[Data provided — start]

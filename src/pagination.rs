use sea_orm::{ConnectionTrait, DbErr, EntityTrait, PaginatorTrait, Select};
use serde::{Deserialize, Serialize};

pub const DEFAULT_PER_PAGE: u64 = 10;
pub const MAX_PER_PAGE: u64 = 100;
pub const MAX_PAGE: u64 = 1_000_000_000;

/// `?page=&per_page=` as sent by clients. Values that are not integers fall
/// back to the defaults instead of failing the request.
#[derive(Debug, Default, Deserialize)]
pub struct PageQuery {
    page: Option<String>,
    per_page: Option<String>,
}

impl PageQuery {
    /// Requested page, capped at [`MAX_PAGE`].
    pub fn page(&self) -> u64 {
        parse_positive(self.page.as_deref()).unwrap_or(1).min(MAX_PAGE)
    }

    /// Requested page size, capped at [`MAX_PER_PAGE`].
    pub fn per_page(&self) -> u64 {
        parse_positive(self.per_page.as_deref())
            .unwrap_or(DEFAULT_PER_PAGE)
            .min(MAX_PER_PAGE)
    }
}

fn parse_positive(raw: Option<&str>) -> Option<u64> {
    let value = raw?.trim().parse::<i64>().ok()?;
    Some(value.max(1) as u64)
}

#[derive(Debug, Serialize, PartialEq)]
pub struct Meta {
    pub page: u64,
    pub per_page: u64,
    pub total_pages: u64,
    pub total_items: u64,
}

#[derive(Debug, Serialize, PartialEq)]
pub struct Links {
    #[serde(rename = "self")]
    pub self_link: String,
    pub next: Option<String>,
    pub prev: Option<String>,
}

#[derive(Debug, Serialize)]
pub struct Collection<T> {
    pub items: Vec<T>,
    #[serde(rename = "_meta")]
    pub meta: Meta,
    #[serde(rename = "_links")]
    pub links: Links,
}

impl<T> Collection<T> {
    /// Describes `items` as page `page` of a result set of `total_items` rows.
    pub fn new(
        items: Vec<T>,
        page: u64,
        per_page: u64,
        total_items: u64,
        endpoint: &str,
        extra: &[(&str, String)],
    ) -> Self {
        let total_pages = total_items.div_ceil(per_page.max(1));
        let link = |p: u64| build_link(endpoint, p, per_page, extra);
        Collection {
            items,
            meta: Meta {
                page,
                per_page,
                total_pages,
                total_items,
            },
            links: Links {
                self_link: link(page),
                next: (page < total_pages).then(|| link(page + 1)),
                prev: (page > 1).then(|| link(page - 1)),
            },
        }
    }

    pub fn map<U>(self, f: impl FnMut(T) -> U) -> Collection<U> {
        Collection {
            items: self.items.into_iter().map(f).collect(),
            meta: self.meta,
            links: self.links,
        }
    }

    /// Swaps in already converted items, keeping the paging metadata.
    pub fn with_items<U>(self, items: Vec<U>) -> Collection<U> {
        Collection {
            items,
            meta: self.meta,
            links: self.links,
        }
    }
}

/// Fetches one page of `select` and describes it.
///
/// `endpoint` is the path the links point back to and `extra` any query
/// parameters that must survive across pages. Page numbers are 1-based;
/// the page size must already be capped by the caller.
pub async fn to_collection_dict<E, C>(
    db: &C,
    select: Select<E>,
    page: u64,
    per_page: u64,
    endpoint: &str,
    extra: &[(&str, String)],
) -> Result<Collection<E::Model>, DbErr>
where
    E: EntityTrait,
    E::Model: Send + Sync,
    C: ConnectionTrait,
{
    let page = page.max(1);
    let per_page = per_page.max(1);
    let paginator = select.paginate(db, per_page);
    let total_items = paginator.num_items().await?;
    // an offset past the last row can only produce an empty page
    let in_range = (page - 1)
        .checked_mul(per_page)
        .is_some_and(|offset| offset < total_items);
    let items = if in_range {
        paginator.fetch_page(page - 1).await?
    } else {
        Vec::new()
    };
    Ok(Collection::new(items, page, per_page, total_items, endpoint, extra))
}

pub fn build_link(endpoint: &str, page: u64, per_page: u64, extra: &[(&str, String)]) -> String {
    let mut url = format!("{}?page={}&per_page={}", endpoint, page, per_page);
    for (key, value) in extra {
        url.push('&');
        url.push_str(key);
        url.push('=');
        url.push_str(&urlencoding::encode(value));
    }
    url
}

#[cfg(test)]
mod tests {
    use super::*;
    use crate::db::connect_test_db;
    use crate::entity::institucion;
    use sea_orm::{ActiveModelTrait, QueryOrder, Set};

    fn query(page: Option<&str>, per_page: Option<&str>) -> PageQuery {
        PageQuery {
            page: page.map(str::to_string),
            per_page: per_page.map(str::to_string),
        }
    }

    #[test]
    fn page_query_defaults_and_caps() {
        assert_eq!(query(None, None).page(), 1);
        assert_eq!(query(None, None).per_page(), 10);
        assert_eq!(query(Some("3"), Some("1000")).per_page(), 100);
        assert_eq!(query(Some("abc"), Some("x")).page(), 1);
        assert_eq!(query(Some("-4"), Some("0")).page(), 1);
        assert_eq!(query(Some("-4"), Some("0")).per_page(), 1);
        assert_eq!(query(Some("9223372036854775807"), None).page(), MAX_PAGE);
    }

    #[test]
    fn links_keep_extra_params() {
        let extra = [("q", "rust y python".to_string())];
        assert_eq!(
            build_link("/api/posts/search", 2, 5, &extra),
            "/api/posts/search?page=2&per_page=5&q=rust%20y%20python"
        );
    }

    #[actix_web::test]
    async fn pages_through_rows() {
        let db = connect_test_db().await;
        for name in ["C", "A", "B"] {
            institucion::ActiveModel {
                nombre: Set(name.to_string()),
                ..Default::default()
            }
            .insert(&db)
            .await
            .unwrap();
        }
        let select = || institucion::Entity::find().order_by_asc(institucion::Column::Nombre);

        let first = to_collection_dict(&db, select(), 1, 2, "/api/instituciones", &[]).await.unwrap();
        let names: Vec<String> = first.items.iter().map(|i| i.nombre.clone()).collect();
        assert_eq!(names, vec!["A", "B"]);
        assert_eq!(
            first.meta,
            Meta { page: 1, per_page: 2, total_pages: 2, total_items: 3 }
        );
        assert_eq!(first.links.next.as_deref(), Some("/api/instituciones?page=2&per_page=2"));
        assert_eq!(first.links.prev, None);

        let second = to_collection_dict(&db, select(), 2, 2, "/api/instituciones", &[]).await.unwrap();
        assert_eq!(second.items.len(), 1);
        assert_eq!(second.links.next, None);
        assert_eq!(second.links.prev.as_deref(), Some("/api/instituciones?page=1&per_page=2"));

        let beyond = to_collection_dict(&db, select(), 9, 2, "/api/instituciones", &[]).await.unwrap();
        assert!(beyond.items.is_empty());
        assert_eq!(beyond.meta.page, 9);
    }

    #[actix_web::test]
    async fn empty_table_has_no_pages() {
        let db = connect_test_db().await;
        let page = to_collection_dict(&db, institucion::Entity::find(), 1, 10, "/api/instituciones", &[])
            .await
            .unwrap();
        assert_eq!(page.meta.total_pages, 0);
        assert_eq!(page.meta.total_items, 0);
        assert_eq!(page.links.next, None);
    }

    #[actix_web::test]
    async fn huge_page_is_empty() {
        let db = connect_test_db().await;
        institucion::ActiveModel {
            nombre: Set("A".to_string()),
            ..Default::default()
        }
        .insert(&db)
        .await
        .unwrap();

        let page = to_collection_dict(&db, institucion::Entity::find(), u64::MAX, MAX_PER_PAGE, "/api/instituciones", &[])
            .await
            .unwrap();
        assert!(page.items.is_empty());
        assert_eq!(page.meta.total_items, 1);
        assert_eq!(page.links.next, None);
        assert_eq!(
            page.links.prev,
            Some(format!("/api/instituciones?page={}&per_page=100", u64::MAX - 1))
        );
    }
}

[Data provided — finish]

# Task
Scan the data above and copy every line with "next" in it.

# Result
    pub next: Option<String>,
                next: (page < total_pages).then(|| link(page + 1)),
        assert_eq!(first.links.next.as_deref(), Some("/api/instituciones?page=2&per_page=2"));
        assert_eq!(second.links.next, None);
        assert_eq!(page.links.next, None);
        assert_eq!(page.links.next, None);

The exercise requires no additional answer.